◆ **INPUT RECORDS**
-.-.-

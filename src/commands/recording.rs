//! Recording-related Tauri commands
//!
//! The candidate page lives in a shared [`InviteRecordView`]. Timer ticks
//! from the [`TokioScheduler`] are pumped into it by a background task, and
//! every state change is pushed to the webview as a `recording-state` event.

use crate::api::upload::{UploadAck, UploadClient};
use crate::capture::native::{list_cameras, list_microphones, NativeDevices};
use crate::capture::{AudioDeviceInfo, CameraInfo, MediaDevices, StreamInfo};
use crate::config::AppConfig;
use crate::recorder::{RecorderConfig, RecordingController, RecordingEvent, TimerTick, TokioScheduler};
use crate::utils::error::{AppError, ErrorResponse};
use crate::views::{InviteRecordModel, InviteRecordView};
use std::sync::Arc;
use tauri::{AppHandle, Emitter, State};
use tokio::sync::{broadcast, mpsc, Mutex};

type SharedPage = Arc<Mutex<Option<InviteRecordView>>>;

/// Application state for recording
pub struct RecorderState {
    page: SharedPage,
    devices: Arc<dyn MediaDevices>,
    scheduler: Arc<TokioScheduler>,
    config: RecorderConfig,
    uploader: UploadClient,
}

impl RecorderState {
    /// Build the state and the receiver the tick pump should drain
    pub fn new(config: &AppConfig, uploader: UploadClient) -> (Self, mpsc::UnboundedReceiver<TimerTick>) {
        let (scheduler, ticks) = TokioScheduler::new();
        let state = Self {
            page: Arc::new(Mutex::new(None)),
            devices: Arc::new(NativeDevices::new()),
            scheduler: Arc::new(scheduler),
            config: RecorderConfig::from(config),
            uploader,
        };
        (state, ticks)
    }

    /// Feed timer ticks into whichever page is open
    pub fn spawn_tick_pump(&self, app: AppHandle, mut ticks: mpsc::UnboundedReceiver<TimerTick>) {
        let page = self.page.clone();
        tauri::async_runtime::spawn(async move {
            while let Some(tick) = ticks.recv().await {
                let mut guard = page.lock().await;
                let Some(view) = guard.as_mut() else {
                    continue;
                };
                if let Err(e) = view.on_tick(tick.generation).await {
                    tracing::warn!("Tick {} failed: {}", tick.generation, e);
                }
                emit_state(&app, &view.render());
            }
            tracing::debug!("Tick pump stopped");
        });
    }
}

fn emit_state(app: &AppHandle, model: &InviteRecordModel) {
    if let Err(e) = app.emit("recording-state", model) {
        tracing::warn!("Failed to emit recording-state: {}", e);
    }
}

/// Forward completion and error events for one page
fn spawn_event_forwarder(app: AppHandle, invite_id: Option<String>, mut events: broadcast::Receiver<RecordingEvent>) {
    tauri::async_runtime::spawn(async move {
        loop {
            match events.recv().await {
                Ok(RecordingEvent::Completed) => {
                    if let Err(e) = app.emit("recording-complete", &invite_id) {
                        tracing::warn!("Failed to emit recording-complete: {}", e);
                    }
                }
                Ok(RecordingEvent::Error(message)) => {
                    if let Err(e) = app.emit("recording-error", message) {
                        tracing::warn!("Failed to emit recording-error: {}", e);
                    }
                }
                Ok(_) => {}
                Err(broadcast::error::RecvError::Lagged(n)) => {
                    tracing::debug!("Event forwarder skipped {} events", n);
                }
                Err(broadcast::error::RecvError::Closed) => break,
            }
        }
    });
}

/// Run `f` against the open page, then push the rendered state
async fn with_page<T, F>(app: &AppHandle, state: &RecorderState, f: F) -> Result<T, ErrorResponse>
where
    F: for<'a> FnOnce(
        &'a mut InviteRecordView,
    ) -> std::pin::Pin<Box<dyn std::future::Future<Output = Result<T, AppError>> + Send + 'a>>,
{
    let mut guard = state.page.lock().await;
    let view = guard.as_mut().ok_or(AppError::InvalidInvite)?;
    let result = f(view).await;
    emit_state(app, &view.render());
    result.map_err(ErrorResponse::from)
}

/// Get list of available cameras/webcams
#[tauri::command]
pub async fn get_cameras() -> Result<Vec<CameraInfo>, String> {
    tokio::task::spawn_blocking(list_cameras)
        .await
        .map_err(|e| e.to_string())
}

/// Get list of available audio input devices (microphones)
#[tauri::command]
pub async fn get_audio_devices() -> Result<Vec<AudioDeviceInfo>, String> {
    tokio::task::spawn_blocking(list_microphones)
        .await
        .map_err(|e| e.to_string())
}

/// Open the recording page for an invite, replacing any previous one
#[tauri::command]
pub async fn open_invite_page(
    app: AppHandle,
    state: State<'_, RecorderState>,
    invite_id: Option<String>,
) -> Result<InviteRecordModel, ErrorResponse> {
    let controller = RecordingController::new(
        state.config.clone(),
        state.devices.clone(),
        state.scheduler.clone(),
    );
    let view = InviteRecordView::new(invite_id.as_deref(), controller, state.uploader.clone());
    spawn_event_forwarder(app.clone(), invite_id, view.subscribe());

    let mut guard = state.page.lock().await;
    if let Some(mut previous) = guard.replace(view) {
        previous.teardown();
    }
    let model = guard
        .as_ref()
        .map(InviteRecordView::render)
        .ok_or(AppError::InvalidInvite)?;
    emit_state(&app, &model);
    Ok(model)
}

/// Leave the recording page, releasing devices
#[tauri::command]
pub async fn close_invite_page(state: State<'_, RecorderState>) -> Result<(), ErrorResponse> {
    if let Some(mut view) = state.page.lock().await.take() {
        view.teardown();
    }
    Ok(())
}

/// Get the rendered recording page
#[tauri::command]
pub async fn get_recording_page(state: State<'_, RecorderState>) -> Result<InviteRecordModel, ErrorResponse> {
    let guard = state.page.lock().await;
    guard
        .as_ref()
        .map(InviteRecordView::render)
        .ok_or_else(|| AppError::InvalidInvite.into())
}

/// Acquire camera and microphone for the preview
#[tauri::command]
pub async fn prepare_recorder(
    app: AppHandle,
    state: State<'_, RecorderState>,
) -> Result<StreamInfo, ErrorResponse> {
    with_page(&app, &state, |view| Box::pin(view.prepare())).await
}

/// Start recording
#[tauri::command]
pub async fn start_recording(app: AppHandle, state: State<'_, RecorderState>) -> Result<(), ErrorResponse> {
    with_page(&app, &state, |view| Box::pin(view.start())).await
}

/// Stop recording
#[tauri::command]
pub async fn stop_recording(app: AppHandle, state: State<'_, RecorderState>) -> Result<(), ErrorResponse> {
    with_page(&app, &state, |view| Box::pin(view.stop())).await
}

/// Record again / try again
#[tauri::command]
pub async fn reset_recording(app: AppHandle, state: State<'_, RecorderState>) -> Result<(), ErrorResponse> {
    with_page(&app, &state, |view| Box::pin(view.record_again())).await
}

/// External disable signal
#[tauri::command]
pub async fn set_recorder_disabled(
    app: AppHandle,
    state: State<'_, RecorderState>,
    disabled: bool,
) -> Result<(), ErrorResponse> {
    with_page(&app, &state, move |view| Box::pin(view.set_disabled(disabled))).await
}

/// Upload the finished clip. The page is not locked while the request is
/// in flight, so snapshots keep rendering `uploading`. If the page was
/// replaced meanwhile the outcome is refused as stale.
#[tauri::command]
pub async fn upload_recording(app: AppHandle, state: State<'_, RecorderState>) -> Result<UploadAck, ErrorResponse> {
    let pending = with_page(&app, &state, |view| Box::pin(view.begin_upload())).await?;
    let outcome = pending.send().await;
    with_page(&app, &state, move |view| Box::pin(view.finish_upload(outcome))).await
}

-.-.-

◆ **GOAL OF THE EXERCISE**
An answer is complete only when it holds every line above containing the string "from".

◆ **THE COMPLETED TASK**
//! from the [`TokioScheduler`] are pumped into it by a background task, and
            config: RecorderConfig::from(config),
    result.map_err(ErrorResponse::from)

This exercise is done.